- **TASK**
Whenever a line in the listing contains "details", copy that line.

- **PROVIDED DATA**

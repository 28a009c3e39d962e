use thiserror::Error;

use crate::chats::{ChatId, FieldError};
use crate::config::ConfigError;

#[derive(Error, Debug)]
pub enum AppError {
    #[error("Not signed in; continue at {login_url}")]
    Unauthenticated { login_url: String },
    #[error("Form has {} invalid field(s)", .0.len())]
    Validation(Vec<FieldError>),
    #[error("Chat {0} not found")]
    ChatNotFound(ChatId),
    #[error("Unknown chat template `{0}`")]
    UnknownTemplate(String),
    #[error("Configuration error: {0}")]
    Config(#[from] ConfigError),
}

pub type AppResult<T> = Result<T, AppError>;
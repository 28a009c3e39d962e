//! Front-end core of a persona chat application.
//!
//! Agent replies interleave reasoning and a final answer using the markers
//! `Thought:`, `Observation:` and `Answer:`. [`postprocessing`] splits them
//! into typed blocks for the message view, [`chats`] holds the persona
//! records and their form validation, and [`state`] the application state
//! slices. [`commands::App`] ties them together for a UI shell.

pub mod chats;
pub mod commands;
pub mod config;
pub mod error;
pub mod postprocessing;
pub mod state;

pub use commands::App;
pub use config::AppConfig;
pub use error::{AppError, AppResult};
pub use postprocessing::{parse, BlockKind, ResponseBlock};
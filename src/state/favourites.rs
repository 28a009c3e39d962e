use tokio::sync::RwLock;

use crate::chats::ChatId;
use crate::state::chat_list::ChatList;

/// Starred chats, in the order they were starred.
#[derive(Default)]
pub struct Favourites {
    ids: RwLock<Vec<ChatId>>,
}

impl Favourites {
    /// Flip the star on `id`; returns whether it is now a favourite.
    pub async fn toggle(&self, id: ChatId) -> bool {
        let mut ids = self.ids.write().await;
        match ids.iter().position(|&fav| fav == id) {
            Some(pos) => {
                ids.remove(pos);
                false
            }
            None => {
                ids.push(id);
                true
            }
        }
    }

    pub async fn remove(&self, id: ChatId) {
        self.ids.write().await.retain(|&fav| fav != id);
    }

    pub async fn contains(&self, id: ChatId) -> bool {
        self.ids.read().await.contains(&id)
    }

    pub async fn ids(&self) -> Vec<ChatId> {
        self.ids.read().await.clone()
    }

    pub async fn clear(&self) {
        self.ids.write().await.clear();
    }

    /// Drop stars whose chat no longer exists. Holds the write lock
    /// throughout so concurrent toggles are not lost.
    pub async fn retain_known(&self, chats: &ChatList) {
        let mut ids = self.ids.write().await;
        let known = chats.ids().await;
        ids.retain(|id| known.contains(id));
    }
}
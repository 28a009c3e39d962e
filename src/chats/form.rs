//! Create/edit form for chats and its field-level validation.

use serde::{Deserialize, Serialize};
use std::fmt;

use crate::chats::model::{Chat, ModelChoice, Temperature};
use crate::config::ChatSettings;

/// Raw form input as the UI collects it.
#[derive(Serialize, Deserialize, Debug, Clone, PartialEq)]
pub struct ChatForm {
    pub title: String,
    #[serde(default)]
    pub description: String,
    pub context: String,
    pub model: String,
    pub temperature: f32,
}

/// Form input that passed validation.
#[derive(Debug, Clone, PartialEq)]
pub struct ChatDraft {
    pub title: String,
    pub description: Option<String>,
    pub context: String,
    pub model: ModelChoice,
    pub temperature: Temperature,
}

#[derive(Serialize, Deserialize, Debug, Clone, Copy, PartialEq, Eq, Hash)]
#[serde(rename_all = "snake_case")]
pub enum Field {
    Title,
    Description,
    Context,
    Model,
    Temperature,
}

impl fmt::Display for Field {
    fn fmt(&self, f: &mut fmt::Formatter<'_>) -> fmt::Result {
        f.write_str(match self {
            Field::Title => "title",
            Field::Description => "description",
            Field::Context => "context",
            Field::Model => "model",
            Field::Temperature => "temperature",
        })
    }
}

#[derive(Serialize, Deserialize, Debug, Clone, PartialEq, thiserror::Error)]
#[serde(tag = "problem", rename_all = "snake_case")]
pub enum FieldProblem {
    #[error("is required")]
    Required,
    #[error("must be at most {max} characters")]
    TooLong { max: usize },
    #[error("unknown model `{name}`")]
    UnknownModel { name: String },
    #[error("must be between {min} and {max}")]
    OutOfRange { min: f32, max: f32 },
}

#[derive(Serialize, Deserialize, Debug, Clone, PartialEq, thiserror::Error)]
#[error("{field} {problem}")]
pub struct FieldError {
    pub field: Field,
    #[serde(flatten)]
    pub problem: FieldProblem,
}

impl FieldError {
    fn new(field: Field, problem: FieldProblem) -> Self {
        Self { field, problem }
    }
}

#[derive(Debug, Clone, PartialEq)]
pub enum Validation<T> {
    Valid(T),
    /// Every failing field, in form order.
    Invalid(Vec<FieldError>),
}

impl<T> Validation<T> {
    pub fn is_valid(&self) -> bool {
        matches!(self, Validation::Valid(_))
    }

    pub fn errors(&self) -> &[FieldError] {
        match self {
            Validation::Valid(_) => &[],
            Validation::Invalid(errors) => errors,
        }
    }

    pub fn into_result(self) -> Result<T, Vec<FieldError>> {
        match self {
            Validation::Valid(value) => Ok(value),
            Validation::Invalid(errors) => Err(errors),
        }
    }
}

impl ChatForm {
    /// Empty form prefilled with the configured defaults.
    pub fn blank(settings: &ChatSettings) -> Self {
        Self {
            title: String::new(),
            description: String::new(),
            context: String::new(),
            model: settings.default_model.clone(),
            temperature: settings.default_temperature,
        }
    }

    pub fn from_chat(chat: &Chat) -> Self {
        Self {
            title: chat.title.clone(),
            description: chat.description.clone().unwrap_or_default(),
            context: chat.context.clone(),
            model: chat.model.as_str().to_string(),
            temperature: chat.temperature.value(),
        }
    }

    pub fn validate(&self, settings: &ChatSettings) -> Validation<ChatDraft> {
        let mut errors = Vec::new();

        let title = required_text(Field::Title, &self.title, settings.max_title_len, &mut errors);

        let description = self.description.trim();
        if description.chars().count() > settings.max_description_len {
            errors.push(FieldError::new(
                Field::Description,
                FieldProblem::TooLong {
                    max: settings.max_description_len,
                },
            ));
        }

        let context = required_text(Field::Context, &self.context, settings.max_context_len, &mut errors);

        let model_name = self.model.trim();
        let model = if model_name.is_empty() {
            errors.push(FieldError::new(Field::Model, FieldProblem::Required));
            None
        } else {
            let model = ModelChoice::select(model_name, &settings.models);
            if model.is_none() {
                errors.push(FieldError::new(
                    Field::Model,
                    FieldProblem::UnknownModel {
                        name: model_name.to_string(),
                    },
                ));
            }
            model
        };

        let temperature = Temperature::new(self.temperature);
        if temperature.is_none() {
            errors.push(FieldError::new(
                Field::Temperature,
                FieldProblem::OutOfRange {
                    min: Temperature::MIN,
                    max: Temperature::MAX,
                },
            ));
        }

        match (title, context, model, temperature) {
            (Some(title), Some(context), Some(model), Some(temperature)) if errors.is_empty() => {
                Validation::Valid(ChatDraft {
                    title,
                    description: (!description.is_empty()).then(|| description.to_string()),
                    context,
                    model,
                    temperature,
                })
            }
            _ => Validation::Invalid(errors),
        }
    }
}

fn required_text(field: Field, value: &str, max: usize, errors: &mut Vec<FieldError>) -> Option<String> {
    let value = value.trim();
    if value.is_empty() {
        errors.push(FieldError::new(field, FieldProblem::Required));
        return None;
    }
    if value.chars().count() > max {
        errors.push(FieldError::new(field, FieldProblem::TooLong { max }));
        return None;
    }
    Some(value.to_string())
}
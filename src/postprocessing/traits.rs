//! Pluggable message renderers.

use crate::postprocessing::blocks::BlockKind;
use crate::postprocessing::formatter::{escape_html, MessageView, RenderedBlock};

pub trait BlockRenderer: Send + Sync {
    fn render(&self, view: &MessageView) -> String;
}

/// Reasoning goes into `<details>`, answers into a plain `<div>`.
pub struct HtmlRenderer;

impl HtmlRenderer {
    fn body(content: &str) -> String {
        escape_html(content).replace('\n', "<br>")
    }

    fn block(block: &RenderedBlock) -> String {
        let class = block.label.to_lowercase();
        match block.kind {
            BlockKind::Answer => {
                format!(r#"<div class="{}">{}</div>"#, class, Self::body(&block.content))
            }
            BlockKind::Thought | BlockKind::Observation => format!(
                r#"<details class="{}"{}><summary>{}</summary>{}</details>"#,
                class,
                if block.collapsed { "" } else { " open" },
                block.label,
                Self::body(&block.content)
            ),
        }
    }
}

impl BlockRenderer for HtmlRenderer {
    fn render(&self, view: &MessageView) -> String {
        match view {
            MessageView::Structured(blocks) => {
                blocks.iter().map(Self::block).collect::<Vec<_>>().join("\n")
            }
            MessageView::Plain(text) => format!(r#"<div class="plain">{}</div>"#, Self::body(text)),
        }
    }
}

pub struct PlainRenderer;

impl BlockRenderer for PlainRenderer {
    fn render(&self, view: &MessageView) -> String {
        match view {
            MessageView::Structured(blocks) => blocks
                .iter()
                .map(|b| format!("{}: {}", b.label, b.content))
                .collect::<Vec<_>>()
                .join("\n\n"),
            MessageView::Plain(text) => text.clone(),
        }
    }
}
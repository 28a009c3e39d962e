//! Messages of the chat currently open in the message view.

use chrono::{DateTime, Utc};
use serde::{Deserialize, Serialize};
use tokio::sync::RwLock;
use tracing::debug;
use uuid::Uuid;

use crate::chats::ChatId;

#[derive(Serialize, Deserialize, Debug, Clone, Copy, PartialEq, Eq)]
#[serde(rename_all = "lowercase")]
pub enum Role {
    User,
    Assistant,
}

#[derive(Serialize, Deserialize, Debug, Clone, PartialEq)]
pub struct ChatMessage {
    pub id: Uuid,
    pub role: Role,
    pub content: String,
    pub created_at: DateTime<Utc>,
}

impl ChatMessage {
    pub fn new(role: Role, content: impl Into<String>) -> Self {
        Self {
            id: Uuid::new_v4(),
            role,
            content: content.into(),
            created_at: Utc::now(),
        }
    }

    pub fn user(content: impl Into<String>) -> Self {
        Self::new(Role::User, content)
    }

    pub fn assistant(content: impl Into<String>) -> Self {
        Self::new(Role::Assistant, content)
    }
}

#[derive(Default)]
struct ConversationInner {
    chat: Option<ChatId>,
    messages: Vec<ChatMessage>,
}

#[derive(Default)]
pub struct Conversation {
    inner: RwLock<ConversationInner>,
}

impl Conversation {
    /// Show `chat` with its already-loaded history.
    pub async fn open(&self, chat: ChatId, messages: Vec<ChatMessage>) {
        let mut inner = self.inner.write().await;
        debug!(chat = %chat, messages = messages.len(), "Conversation opened");
        inner.chat = Some(chat);
        inner.messages = messages;
    }

    /// Append to the open conversation. Returns `false` when none is open.
    pub async fn push(&self, message: ChatMessage) -> bool {
        let mut inner = self.inner.write().await;
        if inner.chat.is_none() {
            return false;
        }
        inner.messages.push(message);
        true
    }

    pub async fn active_chat(&self) -> Option<ChatId> {
        self.inner.read().await.chat
    }

    pub async fn messages(&self) -> Vec<ChatMessage> {
        self.inner.read().await.messages.clone()
    }

    pub async fn close(&self) {
        let mut inner = self.inner.write().await;
        inner.chat = None;
        inner.messages.clear();
    }
}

- **WRITTEN ANSWER**
/// Reasoning goes into `<details>`, answers into a plain `<div>`.
                r#"<details class="{}"{}><summary>{}</summary>{}</details>"#,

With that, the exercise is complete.